Down to the last character, repeat the entries beneath this task.

╭──

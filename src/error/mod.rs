// Copyright (c) 2018-2025  Brendan Molloy <brendan@bbqsrc.net>,
//                          Ilya Solovyiov <ilya.solovyiov@gmail.com>,
//                          Kai Ren <tyranron@gmail.com>
//
// Licensed under the Apache License, Version 2.0 <LICENSE-APACHE or
// http://www.apache.org/licenses/LICENSE-2.0> or the MIT license
// <LICENSE-MIT or http://opensource.org/licenses/MIT>, at your
// option. This file may not be copied, modified, or distributed
// except according to those terms.

//! Error types of the run pipeline.
//!
//! # Modules
//!
//! - [`core`] - Top-level [`CucumberError`] aborting a run.
//! - [`config`] - Configuration resolution and usage errors.
//! - [`load`] - Support code loading errors.
//! - [`writer`] - Output writing errors raised by formatters.

pub mod config;
pub mod core;
pub mod load;
pub mod writer;

pub use self::{
    config::{ConfigError, ConfigResult},
    core::{CucumberError, Result},
    load::{LoadError, LoadResult},
    writer::{WriterError, WriterResult},
};

#[cfg(test)]
mod integration_tests {
    use std::{error::Error as _, io};

    use super::*;

    #[test]
    fn config_error_converts_into_cucumber_error() {
        let err: CucumberError = ConfigError::invalid_format("fancy").into();

        assert!(matches!(err, CucumberError::Config(_)));
        assert_eq!(
            err.to_string(),
            "Configuration error: Invalid format: fancy",
        );
    }

    #[test]
    fn load_error_keeps_io_source() {
        let err = LoadError::new(
            "features/support/env.rs",
            io::Error::new(io::ErrorKind::NotFound, "no such file"),
        );
        let err = CucumberError::from(err);

        assert!(err.to_string().contains("Failed to load features/support/env.rs"));
        assert!(err.source().is_some());
    }

    #[test]
    fn writer_error_from_io() {
        let err: WriterError =
            io::Error::new(io::ErrorKind::BrokenPipe, "pipe closed").into();

        assert!(err.is_io_error());
        assert!(CucumberError::from(err).to_string().contains("pipe closed"));
    }
}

╰──

◆ RESPONSE FOR THIS EXERCISE ◆
filename src/error/mod.rs
// Copyright (c) 2018-2025  Brendan Molloy <brendan@bbqsrc.net>,
//                          Ilya Solovyiov <ilya.solovyiov@gmail.com>,
//                          Kai Ren <tyranron@gmail.com>
//
// Licensed under the Apache License, Version 2.0 <LICENSE-APACHE or
// http://www.apache.org/licenses/LICENSE-2.0> or the MIT license
// <LICENSE-MIT or http://opensource.org/licenses/MIT>, at your
// option. This file may not be copied, modified, or distributed
// except according to those terms.

//! Error types of the run pipeline.
//!
//! # Modules
//!
//! - [`core`] - Top-level [`CucumberError`] aborting a run.
//! - [`config`] - Configuration resolution and usage errors.
//! - [`load`] - Support code loading errors.
//! - [`writer`] - Output writing errors raised by formatters.

pub mod config;
pub mod core;
pub mod load;
pub mod writer;

pub use self::{
    config::{ConfigError, ConfigResult},
    core::{CucumberError, Result},
    load::{LoadError, LoadResult},
    writer::{WriterError, WriterResult},
};

#[cfg(test)]
mod integration_tests {
    use std::{error::Error as _, io};

    use super::*;

    #[test]
    fn config_error_converts_into_cucumber_error() {
        let err: CucumberError = ConfigError::invalid_format("fancy").into();

        assert!(matches!(err, CucumberError::Config(_)));
        assert_eq!(
            err.to_string(),
            "Configuration error: Invalid format: fancy",
        );
    }

    #[test]
    fn load_error_keeps_io_source() {
        let err = LoadError::new(
            "features/support/env.rs",
            io::Error::new(io::ErrorKind::NotFound, "no such file"),
        );
        let err = CucumberError::from(err);

        assert!(err.to_string().contains("Failed to load features/support/env.rs"));
        assert!(err.source().is_some());
    }

    #[test]
    fn writer_error_from_io() {
        let err: WriterError =
            io::Error::new(io::ErrorKind::BrokenPipe, "pipe closed").into();

        assert!(err.is_io_error());
        assert!(CucumberError::from(err).to_string().contains("pipe closed"));
    }
}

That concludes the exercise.